Our development environments have become more powerful, and our production environments have a seemingly unlimited scale, with the only limiting factors being our budget and time. As developers, we want our development experience to be smooth and productive, with the confidence that once our application deploys to production, our users will have the best experience possible. The balancing act between development, budget, and time constraints can put developers in a difficult position to prioritize decisions.
Luckily for developers, the rise of DevOps has brought the cloud, at least some variation of it, to our local development environments, with a core tenet being:
If we can run a production-like environment throughout our development, testing, and staging process, then our application's chances for successful operation will increase.
Before we get into the details, let us define what a distributed system means. Conversations around distributed systems generally revolve around buzzwords like microservices, service-oriented architecture, message buses. The truth is, many .NET applications today have to make at least one network call outside of the application domain, whether it be to a database, a web service, a network share, or other network-bound dependencies.

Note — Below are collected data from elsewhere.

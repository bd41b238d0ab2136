//! Dictionary-backed morphological analysis for Russian word forms.
//!
//! The dictionary is a tab-separated file with one reading per line:
//! `form<TAB>normal_form<TAB>tag`. A form may appear on several lines, one per
//! reading; readings keep file order. Forms missing from the dictionary fall back
//! to the Russian Snowball stemmer, so inflections still fold together.

use rust_stemmers::{Algorithm, Stemmer};
use std::collections::HashMap;
use std::fs;
use std::path::{Path, PathBuf};

/// Tag given to in-alphabet words the dictionary does not know (stemmed readings).
pub const UNKNOWN_TAG: &str = "НЕИЗВ";

const FUNCTION_WORDS: &[(&str, &str)] = &[
    ("без", "ПРЕДЛ"),
    ("в", "ПРЕДЛ"),
    ("во", "ПРЕДЛ"),
    ("для", "ПРЕДЛ"),
    ("до", "ПРЕДЛ"),
    ("за", "ПРЕДЛ"),
    ("из", "ПРЕДЛ"),
    ("изо", "ПРЕДЛ"),
    ("к", "ПРЕДЛ"),
    ("ко", "ПРЕДЛ"),
    ("между", "ПРЕДЛ"),
    ("на", "ПРЕДЛ"),
    ("над", "ПРЕДЛ"),
    ("о", "ПРЕДЛ"),
    ("об", "ПРЕДЛ"),
    ("обо", "ПРЕДЛ"),
    ("около", "ПРЕДЛ"),
    ("от", "ПРЕДЛ"),
    ("перед", "ПРЕДЛ"),
    ("по", "ПРЕДЛ"),
    ("под", "ПРЕДЛ"),
    ("при", "ПРЕДЛ"),
    ("про", "ПРЕДЛ"),
    ("с", "ПРЕДЛ"),
    ("со", "ПРЕДЛ"),
    ("у", "ПРЕДЛ"),
    ("через", "ПРЕДЛ"),
    ("а", "СОЮЗ"),
    ("да", "СОЮЗ"),
    ("если", "СОЮЗ"),
    ("зато", "СОЮЗ"),
    ("и", "СОЮЗ"),
    ("или", "СОЮЗ"),
    ("либо", "СОЮЗ"),
    ("но", "СОЮЗ"),
    ("однако", "СОЮЗ"),
    ("что", "СОЮЗ"),
    ("чтобы", "СОЮЗ"),
    ("хотя", "СОЮЗ"),
    ("ах", "МЕЖД"),
    ("ой", "МЕЖД"),
    ("ох", "МЕЖД"),
    ("увы", "МЕЖД"),
    ("ура", "МЕЖД"),
    ("ух", "МЕЖД"),
    ("эх", "МЕЖД"),
];

/// True for the lower-case letters words are built from (`а..я` and `ё`).
pub fn is_word_letter(ch: char) -> bool {
    matches!(ch, 'а'..='я' | 'ё')
}

/// One morphological reading of a word form.
#[derive(Debug, Clone, PartialEq, Eq)]
pub struct WordAnalysis {
    /// Dictionary (normal) form.
    pub normal_form: String,
    /// Grammatical tag, e.g. `С мр,ед,им` or `ПРЕДЛ`.
    pub tag: String,
}

impl WordAnalysis {
    fn new(normal_form: &str, tag: &str) -> Self {
        Self {
            normal_form: normal_form.to_string(),
            tag: tag.to_string(),
        }
    }

    /// Readings that mark prepositions, conjunctions, interjections, or carry a
    /// single-character tag.
    pub fn is_function_word(&self) -> bool {
        self.tag.contains("ПРЕДЛ")
            || self.tag.contains("СОЮЗ")
            || self.tag.contains("МЕЖД")
            || self.tag.chars().count() == 1
    }
}

/// Word-form analysis capability consumed by the text normalizer.
pub trait Morphology: Send + Sync {
    /// Returns every reading of `word`, most likely first.
    fn analyze(&self, word: &str) -> Result<Vec<WordAnalysis>, MorphologyError>;
}

/// Errors raised while loading a dictionary or analyzing a token.
#[derive(Debug, thiserror::Error)]
pub enum MorphologyError {
    /// The token is empty or contains characters outside the word alphabet.
    #[error("unsupported token {0:?}")]
    UnsupportedToken(String),
    /// A dictionary line did not have three tab-separated fields.
    #[error("malformed dictionary line {line}: {content:?}")]
    Malformed {
        /// 1-based line number.
        line: usize,
        /// Offending line.
        content: String,
    },
    /// The dictionary file could not be read.
    #[error("failed to read dictionary {path}: {source}")]
    Io {
        /// Dictionary location.
        path: PathBuf,
        /// Underlying I/O error.
        #[source]
        source: std::io::Error,
    },
}

/// Morphology backed by an in-memory form table plus a built-in function-word list.
#[derive(Debug, Clone)]
pub struct DictionaryMorphology {
    forms: HashMap<String, Vec<WordAnalysis>>,
}

impl Default for DictionaryMorphology {
    fn default() -> Self {
        let mut forms: HashMap<String, Vec<WordAnalysis>> = HashMap::new();
        for (word, tag) in FUNCTION_WORDS {
            forms
                .entry((*word).to_string())
                .or_default()
                .push(WordAnalysis::new(word, tag));
        }
        Self { forms }
    }
}

impl DictionaryMorphology {
    /// Analyzer that only knows the built-in function words.
    pub fn builtin() -> Self {
        Self::default()
    }

    /// Parses dictionary text on top of the built-in function words.
    pub fn parse(source: &str) -> Result<Self, MorphologyError> {
        let mut morphology = Self::default();
        for (idx, raw) in source.lines().enumerate() {
            let line = raw.trim();
            if line.is_empty() || line.starts_with('#') {
                continue;
            }
            let mut fields = line.split('\t').map(str::trim);
            let (Some(form), Some(normal), Some(tag), None) =
                (fields.next(), fields.next(), fields.next(), fields.next())
            else {
                return Err(MorphologyError::Malformed {
                    line: idx + 1,
                    content: raw.to_string(),
                });
            };
            if form.is_empty() || normal.is_empty() || tag.is_empty() {
                return Err(MorphologyError::Malformed {
                    line: idx + 1,
                    content: raw.to_string(),
                });
            }
            let readings = morphology.forms.entry(form.to_lowercase()).or_default();
            let reading = WordAnalysis::new(&normal.to_lowercase(), tag);
            if !readings.contains(&reading) {
                readings.push(reading);
            }
        }
        Ok(morphology)
    }

    /// Reads and parses a dictionary file.
    pub fn load(path: impl AsRef<Path>) -> Result<Self, MorphologyError> {
        let path = path.as_ref();
        let source = fs::read_to_string(path).map_err(|source| MorphologyError::Io {
            path: path.to_path_buf(),
            source,
        })?;
        Self::parse(&source)
    }

    /// Number of distinct word forms known, built-ins included.
    pub fn len(&self) -> usize {
        self.forms.len()
    }

    /// True when no forms are known at all.
    pub fn is_empty(&self) -> bool {
        self.forms.is_empty()
    }
}

impl Morphology for DictionaryMorphology {
    fn analyze(&self, word: &str) -> Result<Vec<WordAnalysis>, MorphologyError> {
        if word.is_empty() || !word.chars().all(is_word_letter) {
            return Err(MorphologyError::UnsupportedToken(word.to_string()));
        }
        match self.forms.get(word) {
            Some(readings) => Ok(readings.clone()),
            None => {
                let stem = Stemmer::create(Algorithm::Russian).stem(word).into_owned();
                let normal_form = if stem.is_empty() { word.to_string() } else { stem };
                Ok(vec![WordAnalysis::new(&normal_form, UNKNOWN_TAG)])
            }
        }
    }
}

In an inclusive definition, most developers work on distributed systems, whether we've chosen a monolith-style architecture or broken up our business logic into microservices. The question shouldn't be whether or not we work on a distributed application, but how distributed is our application?
Regardless of our development approach, we can use Docker and containerization to enhance our development experience. We'll get into what these terms mean in the next section.

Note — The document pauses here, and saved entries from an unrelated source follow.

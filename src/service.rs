//! Service facade: single-flight full reindex, stop requests, page reindex, search and statistics.

use crate::controls::CrawlControls;
use crate::crawler::StopFlag;
use crate::fetcher::Fetch;
use crate::indexer::{Indexer, ReindexError};
use crate::model::Page;
use crate::normalizer::TextNormalizer;
use crate::search::{SearchEngine, SearchError, SearchRequest, SearchResults};
use crate::sites::SitesList;
use crate::stats::{self, StatisticsData};
use crate::store::{Storage, StoreError};
use std::sync::atomic::{AtomicBool, Ordering};
use std::sync::{Arc, Mutex, PoisonError};
use tokio::task::JoinHandle;
use tracing::{error, info};

/// Errors surfaced at the service boundary.
#[derive(Debug, thiserror::Error)]
pub enum ServiceError {
    /// A full reindex is already running.
    #[error("indexing is already running")]
    AlreadyIndexing,
    /// A stop was requested while nothing was running.
    #[error("indexing is not running")]
    NotIndexing,
    /// Single-page reindex failed.
    #[error(transparent)]
    Reindex(#[from] ReindexError),
    /// Search failed.
    #[error(transparent)]
    Search(#[from] SearchError),
    /// Statistics could not be read.
    #[error(transparent)]
    Store(#[from] StoreError),
}

/// Owns the indexer, the search engine and the reindex single-flight state.
pub struct SearchService<S, F> {
    indexer: Arc<Indexer<S, F>>,
    engine: SearchEngine<S>,
    running: Arc<AtomicBool>,
    stop: Mutex<Option<StopFlag>>,
}

/// Clears the running flag when the reindex task ends, panics included.
struct RunningGuard {
    flag: Arc<AtomicBool>,
}

impl Drop for RunningGuard {
    fn drop(&mut self) {
        self.flag.store(false, Ordering::Release);
    }
}

impl<S: Storage, F: Fetch> SearchService<S, F> {
    /// Wires the service over shared storage and fetcher handles.
    pub fn new(
        store: Arc<S>,
        fetcher: Arc<F>,
        normalizer: TextNormalizer,
        sites: SitesList,
        controls: CrawlControls,
    ) -> Self {
        let engine = SearchEngine::new(Arc::clone(&store), normalizer.clone());
        let indexer = Indexer::new(store, fetcher, normalizer, sites, controls);
        Self {
            indexer: Arc::new(indexer),
            engine,
            running: Arc::new(AtomicBool::new(false)),
            stop: Mutex::new(None),
        }
    }

    /// Whether a full reindex is running.
    pub fn is_indexing(&self) -> bool {
        self.running.load(Ordering::Acquire)
    }

    /// Starts a full reindex in the background.
    ///
    /// The returned handle resolves when the run ends; dropping it detaches the run.
    pub fn start_indexing(&self) -> Result<JoinHandle<()>, ServiceError> {
        let mut slot = self.stop.lock().unwrap_or_else(PoisonError::into_inner);
        if self
            .running
            .compare_exchange(false, true, Ordering::AcqRel, Ordering::Acquire)
            .is_err()
        {
            return Err(ServiceError::AlreadyIndexing);
        }
        let guard = RunningGuard {
            flag: Arc::clone(&self.running),
        };
        let stop = StopFlag::new();
        *slot = Some(stop.clone());
        drop(slot);

        let indexer = Arc::clone(&self.indexer);
        info!("full reindex requested");
        Ok(tokio::spawn(async move {
            let _guard = guard;
            match indexer.full_reindex(&stop).await {
                Ok(report) => info!(pages = report.pages, lemmas = report.lemmas, "indexing complete"),
                Err(err) => error!(error = %err, "indexing aborted"),
            }
        }))
    }

    /// Raises the stop signal of the running reindex and returns immediately.
    pub fn stop_indexing(&self) -> Result<(), ServiceError> {
        let slot = self.stop.lock().unwrap_or_else(PoisonError::into_inner);
        if !self.is_indexing() {
            return Err(ServiceError::NotIndexing);
        }
        if let Some(stop) = slot.as_ref() {
            stop.request_stop();
        }
        info!("stop requested");
        Ok(())
    }

    /// Refetches and reindexes one page.
    pub async fn index_page(&self, url: &str) -> Result<Page, ServiceError> {
        Ok(self.indexer.reindex_page(url).await?)
    }

    /// Runs a search.
    pub async fn search(&self, request: &SearchRequest) -> Result<SearchResults, ServiceError> {
        Ok(self.engine.search(request).await?)
    }

    /// Current per-site and total counters.
    pub async fn statistics(&self) -> Result<StatisticsData, ServiceError> {
        Ok(stats::collect(self.indexer.store().as_ref(), self.is_indexing()).await?)
    }
}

From a high-level, developers want the following attributes from their technology choices:
- Performant: Little to no performance compromises when running our production workloads or working locally within our development environments.
- Reproducibility: The application we build has predictable and consistent configuration and topology, ideally through a descriptive medium that we can manage in source control.
- Flexibility: The ability to modify our application topology to meet the current and future needs of our problem domain, whether during development, testing, or production workloads.
- Observability: Knowing critical information about our distributed application and its dependencies helps diagnose and solve programming issues.
As we go through this tutorial, we'll address each of these factors and how containerization and Docker can help .NET developers achieve their desired goals.
In conclusion to this section, most developers work with distributed systems and can benefit from containerization. Docker is a versatile tool that .NET developers can use to enhance their development time experience, provide more consistent testing environments for quality assurance, and deliver with confidence a production environment that will make users happy. The containerization of applications is a tool, and like all tools, developers will need to decide where to apply their knowledge.
By the end of this tutorial, we can decide whether we want anything to do with containerization, jump all in, or selectively apply it to our development process.